I recently watched a talk by Patrick Honohan, Ireland’s central bank governor through the depths of the GFC. He was reflecting on the country’s property and banking collapse of 2009, and no surprise, it got my inner perma-bear twitching.
But this isn’t about to turn into some Chicken Little rant about the similarities with Australia’s housing market. Actually, there are important differences.
No, what really struck me about the talk was how the dominant narratives evolved as the crisis unfolded, and how they helped shape the response. And, mostly, how wrong they all were. Honohan laid out four narratives:
“We all partied.”
This was a government minister’s line that the crash was a collective hangover. Everyone was supposedly reckless, so everyone had to share the pain.
Except most people weren’t at the party. The dance floor was heaving with bankers, developers and overzealous investors, while ordinary people were just trying to buy a home, raise a family, and get on with actual productive things in the real (non-financial) world.
“Collateral damage.”
This was the idea that Ireland was an innocent who just got swept up by a wider global financial storm. Lehman Brothers fell, markets froze, and poor little Ireland was collateral damage. Except its banks were not victims — they were some of the most aggressive lenders in the world.
A major bank, Anglo Irish, was expanding assets at 36 percent a year. Per year!
“Bad, but manageable.”
This one came from Honohan himself. When he took over in 2009, he thought the crisis was severe but containable. In hindsight, he admits, it was wildly naive.
What’s crazy to me is that the authorities themselves didn’t even know the true scale of the hole they were in. There were banks providing 105% mortgages, lending standards were non-existent, and no one bothered to check the true exposure of the banks.

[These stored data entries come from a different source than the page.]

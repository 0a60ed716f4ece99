use crate::core::duplicate::canonicalize;
use crate::core::ledger::{DirectoryLedger, LedgerError};
use crate::database::{Database, DatabaseError, InsertOutcome};
use crate::services::cull::{CullError, Culler};
use crate::services::report::ReportWriter;
use crate::services::similarity::{OracleError, SimilarityOracle};
use serde::Serialize;
use std::path::Path;
use std::sync::atomic::{AtomicBool, Ordering};
use std::sync::Arc;
use std::thread;
use std::time::{Duration, Instant};
use thiserror::Error;

pub const DEFAULT_POLL_INTERVAL: Duration = Duration::from_secs(5);

/// Longest single sleep while idle, so cancellation is noticed promptly.
const SLEEP_SLICE: Duration = Duration::from_millis(100);

#[derive(Debug, Error)]
pub enum IngestError {
    #[error("Ledger error: {0}")]
    Ledger(#[from] LedgerError),

    #[error("Similarity detection failed: {0}")]
    Oracle(#[from] OracleError),

    #[error("Persistence failure: {0}")]
    Database(#[from] DatabaseError),

    #[error("Deletion failed: {0}")]
    Cull(#[from] CullError),

    #[error("Processing cancelled")]
    Cancelled,
}

impl IngestError {
    fn is_cancellation(&self) -> bool {
        matches!(
            self,
            IngestError::Cancelled | IngestError::Oracle(OracleError::Cancelled)
        )
    }
}

/// Counters for one completed directory pass.
#[derive(Debug, Clone, Default, PartialEq, Eq, Serialize)]
pub struct PassSummary {
    pub directory: String,
    pub observations: usize,
    pub records: usize,
    pub inserted: usize,
    pub already_stored: usize,
    pub redundant: usize,
    pub deleted: usize,
}

/// What one iteration of the loop did.
#[derive(Debug, Clone, PartialEq, Eq)]
pub enum TickOutcome {
    /// Nothing to do; the caller should wait a poll interval.
    Idle,
    Processed(PassSummary),
    /// The pass failed and the directory stays pending.
    Retry { directory: String, reason: String },
    Cancelled,
}

/// Polls the ledger and runs each directory through
/// oracle -> canonicalizer -> store, one directory at a time.
pub struct IngestionLoop<'db, O: SimilarityOracle> {
    ledger: DirectoryLedger,
    db: &'db Database,
    oracle: O,
    culler: Option<Culler>,
    reporter: Option<ReportWriter>,
    cancel: Arc<AtomicBool>,
    poll_interval: Duration,
}

impl<'db, O: SimilarityOracle> IngestionLoop<'db, O> {
    pub fn new(ledger: DirectoryLedger, db: &'db Database, oracle: O, cancel: Arc<AtomicBool>) -> Self {
        Self {
            ledger,
            db,
            oracle,
            culler: None,
            reporter: None,
            cancel,
            poll_interval: DEFAULT_POLL_INTERVAL,
        }
    }

    pub fn with_poll_interval(mut self, poll_interval: Duration) -> Self {
        self.poll_interval = poll_interval;
        self
    }

    pub fn with_culler(mut self, culler: Culler) -> Self {
        self.culler = Some(culler);
        self
    }

    pub fn with_reporter(mut self, reporter: ReportWriter) -> Self {
        self.reporter = Some(reporter);
        self
    }

    pub fn ledger(&self) -> &DirectoryLedger {
        &self.ledger
    }

    fn cancelled(&self) -> bool {
        self.cancel.load(Ordering::Relaxed)
    }

    /// Runs until the cancellation token is set.
    pub fn run(&mut self) {
        log::info!("Watching {}", self.ledger.root().display());
        loop {
            match self.tick() {
                Ok(TickOutcome::Processed(_)) | Ok(TickOutcome::Retry { .. }) => {}
                Ok(TickOutcome::Idle) => self.wait(),
                Ok(TickOutcome::Cancelled) => break,
                Err(e) => {
                    log::error!("Polling {} failed: {}", self.ledger.root().display(), e);
                    self.wait();
                }
            }
        }
        log::info!(
            "Stopped after processing {} directories",
            self.ledger.processed_count()
        );
    }

    /// One iteration: claim at most one directory and process it.
    ///
    /// Only ledger failures (the watch root itself became unreadable) are
    /// returned as errors. Every per-directory failure releases the claim.
    pub fn tick(&mut self) -> Result<TickOutcome, IngestError> {
        if self.cancelled() {
            return Ok(TickOutcome::Cancelled);
        }

        let Some(name) = self.ledger.next_directory()? else {
            log::debug!("No pending directories. Waiting for new submissions.");
            return Ok(TickOutcome::Idle);
        };

        match self.process_directory(&name) {
            Ok(summary) => {
                self.ledger.mark_processed(&name)?;
                Ok(TickOutcome::Processed(summary))
            }
            Err(e) => {
                self.ledger.release(&name)?;
                if e.is_cancellation() {
                    log::info!("Processing of {} interrupted; it stays pending.", name);
                    return Ok(TickOutcome::Cancelled);
                }
                match &e {
                    IngestError::Oracle(OracleError::DirectoryUnreadable(_)) => {
                        log::warn!("Skipping {} for now: {}", name, e)
                    }
                    _ => log::error!("Processing of {} failed, will retry: {}", name, e),
                }
                Ok(TickOutcome::Retry {
                    directory: name,
                    reason: e.to_string(),
                })
            }
        }
    }

    /// Full pass over one directory, audited in `scan_sessions`.
    pub fn process_directory(&self, name: &str) -> Result<PassSummary, IngestError> {
        let path = self.ledger.path_of(name);
        let sessions = self.db.sessions();
        let session_id = sessions.start(name)?;

        let result = self.run_pass(name, &path);

        let recorded = match &result {
            Ok(summary) => sessions.complete(&session_id, summary.inserted, summary.redundant),
            Err(IngestError::Oracle(OracleError::DirectoryUnreadable(e))) => {
                sessions.skip(&session_id, &e.to_string())
            }
            Err(e) => sessions.fail(&session_id, &e.to_string()),
        };
        if let Err(e) = recorded {
            log::warn!("Could not record session {} for {}: {}", session_id, name, e);
        }

        result
    }

    fn run_pass(&self, name: &str, path: &Path) -> Result<PassSummary, IngestError> {
        let started = Instant::now();
        let observations = self.oracle.detect(path, &self.cancel)?;
        let observed = observations.len();
        let canonical = canonicalize(name, observations);

        let duplicates = self.db.duplicates();
        let mut inserted = 0;
        let mut already_stored = 0;
        for record in &canonical.records {
            if self.cancelled() {
                return Err(IngestError::Cancelled);
            }
            match duplicates.insert_duplicate(record)? {
                InsertOutcome::Inserted(_) => inserted += 1,
                InsertOutcome::AlreadyExists => already_stored += 1,
            }
        }

        let deleted = match &self.culler {
            Some(culler) => culler.cull(path, &canonical.records)?,
            None => Vec::new(),
        };

        if let Some(reporter) = &self.reporter {
            if let Err(e) = reporter.write(name, path, &canonical.records, &deleted) {
                log::error!("Report for {} failed: {}", name, e);
            }
        }

        log::info!(
            "{}: {} records ({} new, {} already stored), {} redundant observations, {} deleted in {:.2?}",
            name,
            canonical.records.len(),
            inserted,
            already_stored,
            canonical.redundant,
            deleted.len(),
            started.elapsed()
        );

        Ok(PassSummary {
            directory: name.to_string(),
            observations: observed,
            records: canonical.records.len(),
            inserted,
            already_stored,
            redundant: canonical.redundant,
            deleted: deleted.len(),
        })
    }

    fn wait(&self) {
        let deadline = Instant::now() + self.poll_interval;
        while !self.cancelled() {
            let now = Instant::now();
            if now >= deadline {
                break;
            }
            thread::sleep(SLEEP_SLICE.min(deadline - now));
        }
    }
}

In the end, property prices would drop 60% and unemployment would reach 15%.
“Blame the ECB.”
The final story was to pin it all on the ECB. And to be fair, there was some truth to it. Brussels blocked Ireland from forcing losses onto bondholders, even on debts that weren’t guaranteed. Instead, the Irish government was pushed into making everyone whole.

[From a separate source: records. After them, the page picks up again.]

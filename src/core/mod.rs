pub mod duplicate;
pub mod exif;
pub mod hash;
pub mod image;
pub mod ledger;

pub use self::duplicate::{canonicalize, CanonicalSignature, Canonicalized, PairCanonicalizer};
pub use self::exif::ExifService;
pub use self::hash::HashService;
pub use self::image::{DuplicateRecord, ImageIdentifier, SimilarityObservation};
pub use self::ledger::{DirectoryLedger, DirectoryState, LedgerError};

When Ireland’s finance minister floated the idea of letting some of those investors take a hit, the ECB reportedly warned it would be like “a bomb going off in Dublin.” (Hardly the most sensitive choice of words given the country’s history.)
But if there was a bomb, and it had already gone off. Tens of thousands of mortgages sank underwater. Jobs vanished. Taxes rose. Public services were slashed.
Fortunately, the bankers were personally just fine.
Holding the can.
As always, it’s the poor and middle class that are left to pick up the tab.
In promising to back every liability of its banks, bonds included, the Irish government (read: Irish people) made €440 billion worth of guarantees. Ireland’s GDP at the time was €180 billion.
Of course, it was sold as necessary to prevent financial Armageddon. And there is some truth to that, given banks are essentially the payment network on which the entire economy runs. Only very small businesses can run on cash.
But it’s a half-truth. Payment services and customer deposits may justify a bailout. The other toxic stuff created by the banks… not so much.
The losses were simply socialised, with those least responsible for the calamity hit hardest by the forced austerity.
The takeaway.
Like I said, none of this is to try and draw any analogy with modern Australia (although you can draw a few if you want). Or to linger on the tragedy.
What’s fascinating isn’t the mistakes, it’s how wrong the narratives were, and how widely they were believed. Confidently presented, not entirely implausible, backed by experts and authorities. And mostly wrong.
You see the same thing in all big financial mishaps. It just takes a bit of distance and quiet reflection to realise there’s usually an Emperor’s New Clothes quality to much of the commentary. And the biggest misconceptions are often the ones everyone seems blind to.
For investors, that’s the challenge. The consensus is probably right most of the time, but when it’s wrong it can be spectacularly so. Unless you’re some financial savant, Michael Burry type, these moments are going to be hard to spot. (There’s a fine line between the kind of person who can call big turning points and the broken clock that’s occasionally right.)
For my part, I try to be alert but not alarmed. To understand the risks and handicap them. To balance them against the upside. To know what I own and why I own it.
And hope that those making the really big decisions are doing the same.